=== Excerpted records ===
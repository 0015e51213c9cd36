//! End-to-end behaviour over real loopback sockets.

use girder_core::websocket::{
    CloseCode, Connection, Frame, FrameDecoder, Hub, Message, OpCode, WebSocketConfig,
    WebSocketHandler,
};
use girder_core::{
    Application, HttpResponse, RecoveryMiddleware, RequestIdMiddleware, Result, Router, Server,
    ServerConfig,
};
use std::io::{self, Read, Write};
use std::net::{SocketAddr, TcpStream};
use std::sync::Arc;
use std::thread;
use std::time::{Duration, Instant};

const WS_KEY: &str = "dGhlIHNhbXBsZSBub25jZQ==";
const WS_ACCEPT: &str = "s3pPLMBiTxaQ9kYGzzhZRbK+xOo=";

struct Echo;

impl WebSocketHandler for Echo {
    fn on_message(&self, _hub: &Hub, conn: &Arc<Connection>, message: Message) {
        let _ = conn.send(message);
    }
}

fn test_config() -> ServerConfig {
    ServerConfig {
        port: 0,
        workers: Some(2),
        read_timeout_ms: 5_000,
        write_timeout_ms: 5_000,
        ..ServerConfig::default()
    }
}

fn router() -> Router {
    let mut router = Router::new();
    router
        .get("/hello/{name}", |ctx| -> Result<HttpResponse> {
            let name: String = ctx.param_as("name")?;
            Ok(HttpResponse::ok().with_text(format!("hello {}", name)))
        })
        .unwrap();
    router
        .post("/echo", |ctx| HttpResponse::ok().with_body(ctx.body().to_vec()))
        .unwrap();
    router
        .get("/panic", |_ctx| -> HttpResponse { panic!("handler exploded") })
        .unwrap();
    router
}

fn server(app: Application, config: ServerConfig) -> Server {
    Server::bind(app, config).unwrap()
}

/// Send `raw` from a client thread while the server accepts one connection;
/// returns everything the server wrote.
fn exchange(server: &Server, raw: Vec<u8>) -> String {
    let addr = server.local_addr();
    let client = thread::spawn(move || {
        let mut stream = TcpStream::connect(addr).unwrap();
        stream.set_read_timeout(Some(Duration::from_secs(5))).unwrap();
        stream.write_all(&raw).unwrap();
        let mut out = Vec::new();
        stream.read_to_end(&mut out).unwrap();
        String::from_utf8_lossy(&out).into_owned()
    });
    server.accept_one().unwrap();
    client.join().unwrap()
}

fn body(response: &str) -> &str {
    response.split_once("\r\n\r\n").map(|(_, body)| body).unwrap_or("")
}

fn wait_for(mut condition: impl FnMut() -> bool) -> bool {
    let deadline = Instant::now() + Duration::from_secs(5);
    while Instant::now() < deadline {
        if condition() {
            return true;
        }
        thread::sleep(Duration::from_millis(10));
    }
    condition()
}

#[test]
fn test_get_route() {
    let server = server(Application::new(router()), test_config());
    let response = exchange(&server, b"GET /hello/girder HTTP/1.1\r\nHost: x\r\n\r\n".to_vec());

    assert!(response.starts_with("HTTP/1.1 200 OK\r\n"));
    assert!(response.contains("Content-Length: 12\r\n"));
    assert!(response.contains("Connection: close\r\n"));
    assert_eq!(body(&response), "hello girder");
}

#[test]
fn test_post_body_round_trip() {
    let server = server(Application::new(router()), test_config());
    let response = exchange(
        &server,
        b"POST /echo HTTP/1.1\r\nContent-Length: 9\r\n\r\npayload!!".to_vec(),
    );
    assert_eq!(body(&response), "payload!!");
}

#[test]
fn test_unknown_route_is_json_404() {
    let server = server(Application::new(router()), test_config());
    let response = exchange(&server, b"GET /missing HTTP/1.1\r\n\r\n".to_vec());

    assert!(response.starts_with("HTTP/1.1 404 Not Found\r\n"));
    assert!(response.contains("Content-Type: application/json\r\n"));
    let json: serde_json::Value = serde_json::from_str(body(&response)).unwrap();
    assert_eq!(json["detail"], "No route for GET /missing");
    assert_eq!(json["status"], 404);
}

#[test]
fn test_malformed_request_gets_fixed_400() {
    let server = server(Application::new(router()), test_config());
    let response = exchange(&server, b"THIS IS NOT HTTP\r\n\r\n".to_vec());

    assert!(response.starts_with("HTTP/1.1 400 Bad Request\r\n"));
    assert_eq!(body(&response), "Bad Request");
}

#[test]
fn test_oversized_body_is_413() {
    let config = ServerConfig {
        max_body_size: 16,
        ..test_config()
    };
    let server = server(Application::new(router()), config);
    let response = exchange(
        &server,
        b"POST /echo HTTP/1.1\r\nContent-Length: 1000\r\n\r\n".to_vec(),
    );
    assert!(response.starts_with("HTTP/1.1 413 "));
}

#[test]
fn test_head_has_no_body() {
    let server = server(Application::new(router()), test_config());
    let response = exchange(&server, b"HEAD /hello/x HTTP/1.1\r\n\r\n".to_vec());

    assert!(response.starts_with("HTTP/1.1 200 OK\r\n"));
    assert!(response.contains("Content-Length: 7\r\n"));
    assert_eq!(body(&response), "");
}

#[test]
fn test_panic_becomes_500_with_recovery() {
    let mut app = Application::new(router());
    app.use_middleware(RecoveryMiddleware)
        .use_middleware(RequestIdMiddleware);
    let server = server(app, test_config());
    let response = exchange(&server, b"GET /panic HTTP/1.1\r\n\r\n".to_vec());

    assert!(response.starts_with("HTTP/1.1 500 Internal Server Error\r\n"));
    assert!(response.contains("X-Request-Id: "));
    let json: serde_json::Value = serde_json::from_str(body(&response)).unwrap();
    assert_eq!(json["status"], 500);
}

#[test]
fn test_health_reserved_route() {
    let server = server(Application::new(router()), test_config());
    let response = exchange(&server, b"GET /health HTTP/1.1\r\n\r\n".to_vec());

    let json: serde_json::Value = serde_json::from_str(body(&response)).unwrap();
    assert_eq!(json["status"], "UP");
    assert_eq!(json["components"][0]["name"], "server");
}

#[test]
fn test_active_connections_return_to_zero() {
    let server = server(Application::new(router()), test_config());
    for target in ["/hello/a", "/missing", "/panic"] {
        let raw = format!("GET {} HTTP/1.1\r\n\r\n", target).into_bytes();
        exchange(&server, raw);
    }
    assert!(wait_for(|| server.active_connections() == 0));
    assert!(wait_for(|| server.app().stats().requests() == 2));
}

#[test]
fn test_single_threaded_mode() {
    let config = ServerConfig {
        workers: Some(0),
        ..test_config()
    };
    let server = server(Application::new(router()), config);
    assert_eq!(server.worker_count(), 0);

    let response = exchange(&server, b"GET /hello/inline HTTP/1.1\r\n\r\n".to_vec());
    assert_eq!(body(&response), "hello inline");
    assert_eq!(server.active_connections(), 0);
}

// ========== WebSocket ==========

fn handshake(path: &str) -> Vec<u8> {
    format!(
        "GET {} HTTP/1.1\r\n\
         Host: localhost\r\n\
         Upgrade: websocket\r\n\
         Connection: Upgrade\r\n\
         Sec-WebSocket-Key: {}\r\n\
         Sec-WebSocket-Version: 13\r\n\
         \r\n",
        path, WS_KEY
    )
    .into_bytes()
}

struct WsClient {
    stream: TcpStream,
    decoder: FrameDecoder,
}

impl WsClient {
    /// Connect, upgrade, and return the client plus the handshake response head.
    fn connect(addr: SocketAddr) -> io::Result<(Self, String)> {
        let mut stream = TcpStream::connect(addr)?;
        stream.set_read_timeout(Some(Duration::from_secs(5)))?;
        stream.write_all(&handshake("/ws"))?;

        let mut buf = Vec::new();
        let mut chunk = [0u8; 1024];
        let head_end = loop {
            let n = stream.read(&mut chunk)?;
            if n == 0 {
                return Err(io::Error::new(io::ErrorKind::UnexpectedEof, "closed during handshake"));
            }
            buf.extend_from_slice(&chunk[..n]);
            if let Some(pos) = buf.windows(4).position(|w| w == b"\r\n\r\n") {
                break pos + 4;
            }
        };

        let mut decoder = FrameDecoder::new(usize::MAX);
        decoder.extend(&buf[head_end..]);
        let head = String::from_utf8_lossy(&buf[..head_end]).into_owned();
        Ok((Self { stream, decoder }, head))
    }

    fn send(&mut self, frame: Frame) {
        self.stream
            .write_all(&frame.with_mask([0x12, 0x34, 0x56, 0x78]).encode())
            .unwrap();
    }

    fn next_frame(&mut self) -> Frame {
        let mut chunk = [0u8; 1024];
        loop {
            if let Some(frame) = self.decoder.next_frame().unwrap() {
                return frame;
            }
            let n = self.stream.read(&mut chunk).unwrap();
            assert!(n > 0, "server closed before sending a frame");
            self.decoder.extend(&chunk[..n]);
        }
    }
}

#[test]
fn test_websocket_echo_session() {
    let hub = Arc::new(Hub::new(WebSocketConfig::default(), Echo));
    let mut app = Application::new(router());
    app.websocket("/ws", Arc::clone(&hub)).unwrap();
    let server = server(app, test_config());
    let addr = server.local_addr();

    let client = thread::spawn(move || {
        let (mut client, head) = WsClient::connect(addr).unwrap();
        assert!(head.starts_with("HTTP/1.1 101 Switching Protocols\r\n"));
        assert!(head.contains(&format!("Sec-WebSocket-Accept: {}\r\n", WS_ACCEPT)));

        client.send(Frame::text("hello hub"));
        let echo = client.next_frame();
        assert_eq!(echo.opcode, OpCode::Text);
        assert_eq!(echo.payload, b"hello hub");
        assert!(!echo.is_masked());

        client.send(Frame::close(CloseCode::Normal, "bye"));
        let close = client.next_frame();
        assert_eq!(close.opcode, OpCode::Close);
    });

    server.accept_one().unwrap();
    client.join().unwrap();

    assert!(wait_for(|| hub.connection_count() == 0));
    assert!(wait_for(|| server.active_connections() == 0));
    assert_eq!(server.app().stats().websocket_upgrades(), 1);
}

#[test]
fn test_websocket_bad_handshake_names_header() {
    let hub = Arc::new(Hub::new(WebSocketConfig::default(), Echo));
    let mut app = Application::new(router());
    app.websocket("/ws", hub).unwrap();
    let server = server(app, test_config());

    let raw = b"GET /ws HTTP/1.1\r\nUpgrade: websocket\r\nSec-WebSocket-Version: 13\r\n\r\n".to_vec();
    let response = exchange(&server, raw);

    assert!(response.starts_with("HTTP/1.1 400 Bad Request\r\n"));
    let json: serde_json::Value = serde_json::from_str(body(&response)).unwrap();
    assert!(json["detail"].as_str().unwrap().contains("Connection"));
}

#[test]
fn test_websocket_full_hub_closes_with_policy_violation() {
    let config = WebSocketConfig::builder().max_connections(1).build();
    let hub = Arc::new(Hub::new(config, Echo));
    hub.register(Box::new(io::sink()), None).unwrap();

    let mut app = Application::new(router());
    app.websocket("/ws", Arc::clone(&hub)).unwrap();
    let server = server(app, test_config());
    let addr = server.local_addr();

    let client = thread::spawn(move || {
        let (mut client, head) = WsClient::connect(addr).unwrap();
        assert!(head.starts_with("HTTP/1.1 101 "));
        let close = client.next_frame();
        assert_eq!(close.opcode, OpCode::Close);
        let code = u16::from_be_bytes([close.payload[0], close.payload[1]]);
        assert_eq!(code, CloseCode::PolicyViolation.as_u16());
    });

    server.accept_one().unwrap();
    client.join().unwrap();
    assert_eq!(hub.connection_count(), 1);
}

#[test]
fn test_plain_get_on_websocket_path_is_routed() {
    let hub = Arc::new(Hub::new(WebSocketConfig::default(), Echo));
    let mut app = Application::new(router());
    app.websocket("/ws", hub).unwrap();
    let server = server(app, test_config());

    let response = exchange(&server, b"GET /ws HTTP/1.1\r\n\r\n".to_vec());
    assert!(response.starts_with("HTTP/1.1 404 "));
}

=== Exercise requirements ===
Tell how many lines of the records above hold the string "Duration". Give no other text.

=== Result of the exercise ===
5